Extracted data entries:
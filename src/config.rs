//! Configuration module for Murmur

use anyhow::{Context, Result};
use serde::{Deserialize, Serialize};
use std::path::Path;
use std::path::PathBuf;

use crate::paths;

/// Environment variable overriding [`GatewayConfig::url`]
pub const ENV_GATEWAY_URL: &str = "MURMUR_GATEWAY_URL";

/// Environment variable overriding [`GatewayConfig::anon_key`]
pub const ENV_ANON_KEY: &str = "MURMUR_ANON_KEY";

/// Application configuration
#[derive(Debug, Clone, PartialEq, Eq, Serialize, Deserialize)]
pub struct Config {
    /// Hosted backend connection
    #[serde(default)]
    pub gateway: GatewayConfig,

    /// Maximum number of rows requested by the base feed query
    #[serde(default = "default_feed_limit")]
    pub feed_limit: usize,

    /// Display-only fallback image sources
    #[serde(default)]
    pub placeholders: PlaceholderConfig,
}

/// Hosted backend (database, auth, storage) connection settings
#[derive(Debug, Clone, PartialEq, Eq, Serialize, Deserialize)]
pub struct GatewayConfig {
    /// Project base URL, e.g. `https://xyz.supabase.co`
    #[serde(default)]
    pub url: String,

    /// Publishable (anon) API key
    #[serde(default)]
    pub anon_key: String,

    /// Request timeout in seconds
    #[serde(default = "default_timeout")]
    pub timeout_secs: u64,
}

/// Base URLs for generated placeholder images
#[derive(Debug, Clone, PartialEq, Eq, Serialize, Deserialize)]
pub struct PlaceholderConfig {
    /// Avatar service, keyed with `?u=<id>`
    #[serde(default = "default_avatar_base")]
    pub avatar_base: String,

    /// Banner image service, keyed with `/<id>/800/300`
    #[serde(default = "default_seed_base")]
    pub banner_base: String,

    /// Podcast cover service, keyed with `/<id>/800/450`
    #[serde(default = "default_seed_base")]
    pub cover_base: String,
}

fn default_feed_limit() -> usize {
    50
}

fn default_timeout() -> u64 {
    30
}

fn default_avatar_base() -> String {
    "https://i.pravatar.cc/100".to_string()
}

fn default_seed_base() -> String {
    "https://picsum.photos/seed".to_string()
}

impl Default for Config {
    fn default() -> Self {
        Self {
            gateway: GatewayConfig::default(),
            feed_limit: default_feed_limit(),
            placeholders: PlaceholderConfig::default(),
        }
    }
}

impl Default for GatewayConfig {
    fn default() -> Self {
        Self {
            url: String::new(),
            anon_key: String::new(),
            timeout_secs: default_timeout(),
        }
    }
}

impl Default for PlaceholderConfig {
    fn default() -> Self {
        Self {
            avatar_base: default_avatar_base(),
            banner_base: default_seed_base(),
            cover_base: default_seed_base(),
        }
    }
}

impl GatewayConfig {
    /// Whether both the URL and the key are set
    pub fn is_configured(&self) -> bool {
        !self.url.trim().is_empty() && !self.anon_key.trim().is_empty()
    }
}

impl Config {
    /// Get the default config file path
    pub fn default_path() -> Result<PathBuf> {
        paths::config_path()
    }

    /// Load config from the default path or create default, then apply env overrides
    pub fn load() -> Result<Self> {
        let path = Self::default_path()?;
        let mut config = Self::load_from(&path)?;
        config.apply_env_overrides(|key| std::env::var(key).ok());
        Ok(config)
    }

    /// Load config from a specific path
    pub fn load_from(path: &Path) -> Result<Self> {
        if path.exists() {
            let content = std::fs::read_to_string(path).context("Failed to read config file")?;
            toml::from_str(&content).context("Failed to parse config file")
        } else {
            Ok(Self::default())
        }
    }

    /// Save config to the default path
    pub fn save(&self) -> Result<()> {
        let path = Self::default_path()?;
        self.save_to(&path)
    }

    /// Save config to a specific path
    pub fn save_to(&self, path: &Path) -> Result<()> {
        if let Some(parent) = path.parent() {
            std::fs::create_dir_all(parent).context("Failed to create config directory")?;
        }

        let content = toml::to_string_pretty(self).context("Failed to serialize config")?;
        std::fs::write(path, content).context("Failed to write config file")?;

        Ok(())
    }

    /// Overlay connection settings from the environment.
    ///
    /// Takes a lookup function so tests don't have to mutate the process env.
    pub fn apply_env_overrides(&mut self, lookup: impl Fn(&str) -> Option<String>) {
        if let Some(url) = lookup(ENV_GATEWAY_URL).filter(|v| !v.trim().is_empty()) {
            self.gateway.url = url;
        }
        if let Some(key) = lookup(ENV_ANON_KEY).filter(|v| !v.trim().is_empty()) {
            self.gateway.anon_key = key;
        }
    }
}

#[cfg(test)]
mod tests {
    use super::*;
    use tempfile::tempdir;

    #[test]
    fn test_missing_file_gives_defaults() {
        let dir = tempdir().unwrap();
        let config = Config::load_from(&dir.path().join("nope.toml")).unwrap();
        assert_eq!(config, Config::default());
        assert_eq!(config.feed_limit, 50);
        assert!(!config.gateway.is_configured());
    }

    #[test]
    fn test_save_and_reload() {
        let dir = tempdir().unwrap();
        let path = dir.path().join("nested").join("config.toml");

        let mut config = Config::default();
        config.gateway.url = "https://example.supabase.co".to_string();
        config.gateway.anon_key = "anon".to_string();
        config.feed_limit = 10;
        config.save_to(&path).unwrap();

        let loaded = Config::load_from(&path).unwrap();
        assert_eq!(loaded, config);
        assert!(loaded.gateway.is_configured());
    }

    #[test]
    fn test_partial_file_fills_defaults() {
        let dir = tempdir().unwrap();
        let path = dir.path().join("config.toml");
        std::fs::write(&path, "feed_limit = 5\n[gateway]\nurl = \"https://a.b\"\n").unwrap();

        let config = Config::load_from(&path).unwrap();
        assert_eq!(config.feed_limit, 5);
        assert_eq!(config.gateway.url, "https://a.b");
        assert_eq!(config.gateway.timeout_secs, 30);
        assert_eq!(config.placeholders.avatar_base, "https://i.pravatar.cc/100");
    }

    #[test]
    fn test_env_overrides() {
        let mut config = Config::default();
        config.apply_env_overrides(|key| match key {
            ENV_GATEWAY_URL => Some("https://env.example".to_string()),
            ENV_ANON_KEY => Some("   ".to_string()),
            _ => None,
        });
        assert_eq!(config.gateway.url, "https://env.example");
        assert!(config.gateway.anon_key.is_empty());
    }
}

» **About this exercise**:
If the word "unwrap" appears in a line above, copy that line.

» **Response to the task**:
        let dir = tempdir().unwrap();
        let config = Config::load_from(&dir.path().join("nope.toml")).unwrap();
        let dir = tempdir().unwrap();
        config.save_to(&path).unwrap();
        let loaded = Config::load_from(&path).unwrap();
        let dir = tempdir().unwrap();
        std::fs::write(&path, "feed_limit = 5\n[gateway]\nurl = \"https://a.b\"\n").unwrap();
        let config = Config::load_from(&path).unwrap();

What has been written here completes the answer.